A US Navy Seal accused of stabbing a teenage Islamic State fighter to death has been unexpectedly released days ahead of his trial.
Navy Special Operations Chief Edward Gallagher, 39, is also charged with indiscriminately shooting Iraqi civilians on his eighth combat tour.
A military judge freed the combat veteran after prosecutors acknowledged tracking the defence team’s emails.
US President Donald Trump is reportedly mulling a pardon for Chief Gallagher.
Thursday’s surprise ruling by the judge, Capt Aaron Rugh, drew gasps in the San Diego court, according to the Associated Press news agency.
Chief Gallagher’s defence team is arguing the case should be dismissed or prosecutors removed as a result of what they called illegal spying.
The highly decorated sniper and medic is scheduled to stand trial on 10 June for nearly a dozen alleged crimes.
He has pleaded not guilty to murdering an injured teenage militant in Iraq in 2017 and attempted murder for shooting civilians from a sniper’s nest.
In court, lawyers for Chief Gallagher presented evidence that Navy prosecutors and their investigators had embedded a tracking code in emails sent to defence attorneys and a journalist with the Navy Times who had broken several stories on the case based on leaked documents.
Defence attorney Tim Parlatore described a “rogue, relentless and unlawful cyber-campaign” that he argued had violated attorney-client privilege and undermined Chief Gallagher’s right to a fair trial, according to the Associated Press.
The lead prosecutor, Cmdr Christopher Czaplak, said the code only showed where and when recipients opened the emails.
Leaving court with her husband on Thursday, Andrea Gallagher spoke briefly with reporters saying: “We have been utterly terrorised by this entire farce of a case.”
Friends in high places
By Tara McKelvey, BBC News
President Trump has taken an interest in Chief Gallagher’s case, tweeting about him in a sympathetic manner and hinting that he may grant him a pardon if he is found guilty.
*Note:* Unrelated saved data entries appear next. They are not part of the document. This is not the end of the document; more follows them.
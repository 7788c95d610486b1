//! Human readable fault diagnostics.
use crate::registry::VmInstance;
use crate::{Bridge, BridgeError, VmHandle};

/// Diagnostic for the fault of `vm`, resolved to a source location when the
/// debug table covers the faulting offset.
pub(crate) fn diagnose(instance: &VmInstance) -> String {
    let script = instance.script.display();
    let machine = &instance.vm;
    let (pc, message) = match machine.fault() {
        Some(fault) => (fault.pc, fault.error.to_string()),
        None => (machine.pc(), "no error".to_owned()),
    };
    match u32::try_from(pc).ok().and_then(|pc| instance.debug.lookup(pc)) {
        Some(location) => format!(
            "{script}: execution terminated abnormally at {location}: {message}"
        ),
        None => format!(
            "{script}: execution terminated abnormally at bytecode offset {pc}: {message}"
        ),
    }
}

impl Bridge {
    pub fn explain(&self, vm: VmHandle) -> Result<String, BridgeError> {
        Ok(diagnose(self.require(vm)?))
    }

    /// Full state snapshot of `vm`, logged at debug level whenever it stops
    /// abnormally.
    pub fn dump(&self, vm: VmHandle) -> Result<String, BridgeError> {
        Ok(self.require(vm)?.vm.dump())
    }
}

#[cfg(test)]
mod tests {
    use bytecode::{BinaryOp, ProgramBuilder};

    use crate::testing::{ScriptFiles, bridge};

    /// step: line 3 is fine, line 4 divides by zero.
    fn dividing(b: &mut ProgramBuilder) {
        b.mark(1, 1);
        let step = b.define("step");
        b.code().done();
        b.code().bind(step);
        b.mark(3, 5);
        b.code().push_int(10);
        b.store_global("x");
        b.mark(4, 9);
        b.load_global("x");
        b.code().push_int(0);
        b.code().binary(BinaryOp::Div);
        b.code().ret1();
    }

    #[test]
    fn fault_resolves_to_source_location() {
        let script = ScriptFiles::build(dividing);
        let mut bridge = bridge();
        let vm = script.load(&mut bridge, 1);
        bridge.step(vm).unwrap();
        assert_eq!(
            bridge.explain(vm).unwrap(),
            format!(
                "{}: execution terminated abnormally at script.bzz:4:9: division by zero",
                script.bytecode.display()
            )
        );
    }

    #[test]
    fn fault_without_debug_info_uses_offset() {
        let script = ScriptFiles::build_without_debug(|b| {
            b.code().push_nil();
            b.code().neg();
            b.code().done();
        });
        let mut bridge = bridge();
        let vm = script.load(&mut bridge, 1);
        bridge.step(vm).unwrap();
        assert_eq!(
            bridge.explain(vm).unwrap(),
            format!(
                "{}: execution terminated abnormally at bytecode offset 1: \
                 type error in negation: expected number, got nil",
                script.bytecode.display()
            )
        );
    }

    #[test]
    fn dump_describes_the_faulted_frame() {
        let script = ScriptFiles::build(dividing);
        let mut bridge = bridge();
        let vm = script.load(&mut bridge, 4);
        assert!(bridge.dump(vm).unwrap().contains("state: Ready"));
        bridge.step(vm).unwrap();

        let dump = bridge.dump(vm).unwrap();
        assert!(dump.starts_with("vm 4 state: Error"), "{dump}");
        assert!(dump.contains("division by zero"), "{dump}");
        assert!(dump.contains("frames: 1"), "{dump}");
    }

    #[test]
    fn each_vm_keeps_its_own_debug_table() {
        let first = ScriptFiles::build(dividing);
        let second = ScriptFiles::build_without_debug(|b| b.code().done());
        let mut bridge = bridge();
        let vm = first.load(&mut bridge, 1);
        second.load(&mut bridge, 2);
        bridge.step(vm).unwrap();
        assert!(bridge.explain(vm).unwrap().contains("script.bzz:4:9"));
    }
}
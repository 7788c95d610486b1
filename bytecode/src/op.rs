/// Bytecode opcodes.
///
/// The machine is stack based. Operands follow the opcode byte in
/// little-endian order. String operands index the program string table,
/// address operands are absolute byte offsets into the code section.
#[derive(Debug, Clone, Copy, PartialEq, Eq)]
#[repr(u8)]
pub enum Op {
    /// End of the top-level script body.
    Done = 0x00,

    Nop,

    /// Push `nil`.
    PushNil,

    /// Push an integer literal.
    /// Operands: `value:i32`
    PushInt,

    /// Push a float literal.
    /// Operands: `value:f64`
    PushFloat,

    /// Push a string from the string table.
    /// Operands: `string:u16`
    PushString,

    /// Push a closure over the function starting at `addr`.
    /// Operands: `addr:u32`
    PushClosure,

    /// Push a fresh empty table.
    PushTable,

    Dup,
    Pop,

    /// `( table key value -- )` store into a table. A `nil` value removes
    /// the key.
    TablePut,

    /// `( table key -- value )` read from a table, `nil` when absent.
    TableGet,

    /// Push the global named by a string-table entry.
    /// Operands: `name:u16`
    GlobalLoad,

    /// Pop into the global named by a string-table entry.
    /// Operands: `name:u16`
    GlobalStore,

    /// Push a local symbol of the current frame. Local 0 is the callee.
    /// Operands: `idx:u16`
    LocalLoad,

    /// Pop into a local symbol, growing the frame when needed.
    /// Operands: `idx:u16`
    LocalStore,

    /// `( closure arg1 .. argN -- result )`
    /// Operands: `argc:u8`
    Call,

    /// Return `nil` from the current function.
    Ret0,

    /// Return the top of the stack from the current function.
    Ret1,

    /// Operands: `addr:u32`
    Jump,

    /// Pop, jump when falsy.
    /// Operands: `addr:u32`
    JumpIfZero,

    /// Pop, jump when truthy.
    /// Operands: `addr:u32`
    JumpIfNotZero,

    Add,
    Sub,
    Mul,
    Div,
    Mod,
    Neg,
    Not,
    And,
    Or,
    Eq,
    Neq,
    Lt,
    Lte,
    Gt,
    Gte,
}

impl Op {
    pub const COUNT: usize = Op::Gte as usize + 1;

    /// Size in bytes of the operands that follow this opcode.
    pub const fn operand_size(self) -> usize {
        match self {
            Op::PushInt | Op::PushClosure | Op::Jump | Op::JumpIfZero | Op::JumpIfNotZero => 4,
            Op::PushFloat => 8,
            Op::PushString | Op::GlobalLoad | Op::GlobalStore | Op::LocalLoad | Op::LocalStore => 2,
            Op::Call => 1,
            _ => 0,
        }
    }

    /// Whether the operand is a code address that must stay inside the code
    /// section.
    pub const fn has_address(self) -> bool {
        matches!(
            self,
            Op::PushClosure | Op::Jump | Op::JumpIfZero | Op::JumpIfNotZero
        )
    }
}

impl TryFrom<u8> for Op {
    type Error = u8;

    fn try_from(byte: u8) -> Result<Self, u8> {
        if byte < Self::COUNT as u8 {
            // SAFETY: Op is repr(u8) with contiguous variants starting at 0.
            Ok(unsafe { core::mem::transmute::<u8, Op>(byte) })
        } else {
            Err(byte)
        }
    }
}
use std::collections::{HashMap, HashSet};
use std::fmt::{self, Write};
use std::rc::Rc;

use bytecode::{BinaryOp, DecodeError, Instruction, Program, decode_at};

use crate::builtins;
use crate::messages::{InboundMessage, MessageQueues};
use crate::neighbors::{Neighbor, NeighborSet};
use crate::strings::{StringId, StringTable};
use crate::value::{Closure, TableKey, TableRef, Value};

#[derive(Debug, Clone, PartialEq)]
pub enum RuntimeError {
    StackUnderflow,
    StackOverflow,
    CallDepthExceeded,
    TypeError {
        op: &'static str,
        expected: &'static str,
        got: &'static str,
    },
    NotCallable { got: &'static str },
    UndefinedLocal { idx: u16 },
    InvalidTableKey { got: &'static str },
    DivisionByZero,
    UnexpectedDone,
    Decode(DecodeError),
    /// The VM already faulted; nothing was executed.
    Halted,
    /// Raised by a native function.
    Native(String),
}

impl fmt::Display for RuntimeError {
    fn fmt(&self, f: &mut fmt::Formatter<'_>) -> fmt::Result {
        match self {
            Self::StackUnderflow => write!(f, "stack underflow"),
            Self::StackOverflow => write!(f, "stack overflow"),
            Self::CallDepthExceeded => write!(f, "maximum call depth exceeded"),
            Self::TypeError { op, expected, got } => {
                write!(f, "type error in {op}: expected {expected}, got {got}")
            }
            Self::NotCallable { got } => write!(f, "attempt to call a {got} value"),
            Self::UndefinedLocal { idx } => write!(f, "local symbol #{idx} is not defined"),
            Self::InvalidTableKey { got } => write!(f, "a {got} value cannot be a table key"),
            Self::DivisionByZero => write!(f, "division by zero"),
            Self::UnexpectedDone => write!(f, "script end reached inside a function"),
            Self::Decode(err) => write!(f, "{err}"),
            Self::Halted => write!(f, "virtual machine is not ready"),
            Self::Native(message) => write!(f, "{message}"),
        }
    }
}

impl std::error::Error for RuntimeError {}
//! Host modules: named collections of callables and plain attributes that
//! hooks are resolved against.
use std::collections::HashMap;
use std::fmt;
use std::sync::Arc;

use crate::{HookError, HostValue, VmHandle};

/// Arguments of one host call. `vm` is the calling VM, or `None` for calls
/// made outside any VM such as the init function.
#[derive(Debug, Clone, PartialEq)]
pub struct HookCall {
    pub vm: Option<VmHandle>,
    pub args: Vec<HostValue>,
}

pub type HostFn = Arc<dyn Fn(&HookCall) -> Result<HostValue, String> + Send + Sync>;

#[derive(Clone)]
pub enum HostMember {
    Function(HostFn),
    Attribute(HostValue),
}

impl fmt::Debug for HostMember {
    fn fmt(&self, f: &mut fmt::Formatter<'_>) -> fmt::Result {
        match self {
            Self::Function(_) => write!(f, "Function(..)"),
            Self::Attribute(value) => f.debug_tuple("Attribute").field(value).finish(),
        }
    }
}

#[derive(Debug, Clone)]
pub struct HostModule {
    name: String,
    members: HashMap<String, HostMember>,
}

impl HostModule {
    pub fn new(name: impl Into<String>) -> Self {
        Self {
            name: name.into(),
            members: HashMap::new(),
        }
    }

    pub fn function<F>(mut self, name: &str, func: F) -> Self
    where
        F: Fn(&HookCall) -> Result<HostValue, String> + Send + Sync + 'static,
    {
        self.members
            .insert(name.to_owned(), HostMember::Function(Arc::new(func)));
        self
    }

    pub fn attribute(mut self, name: &str, value: impl Into<HostValue>) -> Self {
        self.members
            .insert(name.to_owned(), HostMember::Attribute(value.into()));
        self
    }

    pub fn name(&self) -> &str {
        &self.name
    }

    pub fn get(&self, name: &str) -> Option<&HostMember> {
        self.members.get(name)
    }
}

/// Installed modules plus the one currently imported.
#[derive(Debug, Default)]
pub struct HostRuntime {
    modules: HashMap<String, HostModule>,
    imported: Option<String>,
    bootstrapped: bool,
}

impl HostRuntime {
    pub fn new() -> Self {
        Self::default()
    }

    /// One-time bring-up. Returns `true` only on the first call.
    pub fn bootstrap(&mut self) -> bool {
        if self.bootstrapped {
            return false;
        }
        self.bootstrapped = true;
        log::info!("host runtime initialized");
        true
    }

    pub fn is_bootstrapped(&self) -> bool {
        self.bootstrapped
    }

    /// Make `module` importable. A module with the same name is replaced.
    pub fn install(&mut self, module: HostModule) {
        log::debug!("installing host module '{}'", module.name);
        self.modules.insert(module.name.clone(), module);
    }

    pub fn import(&mut self, name: &str) -> Result<(), HookError> {
        if !self.modules.contains_key(name) {
            return Err(HookError::ModuleNotFound(name.to_owned()));
        }
        log::debug!("imported host module '{name}'");
        self.imported = Some(name.to_owned());
        Ok(())
    }

    pub fn imported(&self) -> Option<&HostModule> {
        self.imported.as_ref().and_then(|name| self.modules.get(name))
    }

    /// Look `name` up in the imported module and require a callable.
    pub fn resolve(&self, name: &str) -> Result<HostFn, HookError> {
        let module = self.imported().ok_or(HookError::NoModuleImported)?;
        match module.get(name) {
            Some(HostMember::Function(func)) => Ok(func.clone()),
            Some(HostMember::Attribute(_)) => Err(HookError::NotCallable {
                module: module.name.clone(),
                name: name.to_owned(),
            }),
            None => Err(HookError::UnresolvedName {
                module: module.name.clone(),
                name: name.to_owned(),
            }),
        }
    }
}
The president’s remarks about Gallagher’s case have had an impact: Mr Trump tweeted about the conditions of Chief Gallagher’s confinement in March, and Chief Gallagher was transferred from a brig to a military hospital.
Being in the hospital – instead of a military jail – made it easier for him to receive visitors and speak with his lawyers.
Overall the president’s interest in the case has helped to ensure that Chief Gallagher has a high profile, access to well-connected lawyers (one of them, Marc Mukasey, also works for the Trump Organization) and the tantalising possibility (at least for Chief Gallagher) that even if the jury finds him guilty, a pardon could await.
Mrs Gallagher has called the trial “an atrocity committed against America’s service members” and frequently posts updates on the Free Eddie Gallagher Facebook page.
Chief Gallagher was held in pre-trial confinement after prosecutors accused him of contacting witnesses.
His case has drawn widespread attention, including from President Trump.
At the end of March, Mr Trump personally intervened in the case, demanding that Chief Gallagher be moved from a military prison to a less-restrictive facility.
White House Officials told the New York Times that the Trump administration had made an “expedited request” last week for the paperwork needed to pardon several service members accused of war crimes, including Chief Gallagher.
Earlier in May, Mr Trump granted a full pardon to 1st Lt Michael Behenna, a former soldier who was convicted in the 2009 killing of an Iraqi man in American custody.
According to the charges, Chief Gallagher allegedly stabbed a teenage IS fighter who had been wounded in an airstrike in May 2017.
Prosecutors say the wounded prisoner was being treated by medics from the Seal platoon that Chief Gallagher commanded when he allegedly attacked without any warning using a homemade knife.
He then had others take photos as he posed with the corpse and recited the Navy re-enlistment ceremony oath, prosecutors say.
A lawyer for Chief Gallagher said the fighter died from injuries sustained in the airstrike, and that his client is being falsely accused by Seals who wanted to get rid of their demanding platoon leader.
Cmdr Czaplak said the chief had chosen “to act like the monster the terrorists accuse us of being”.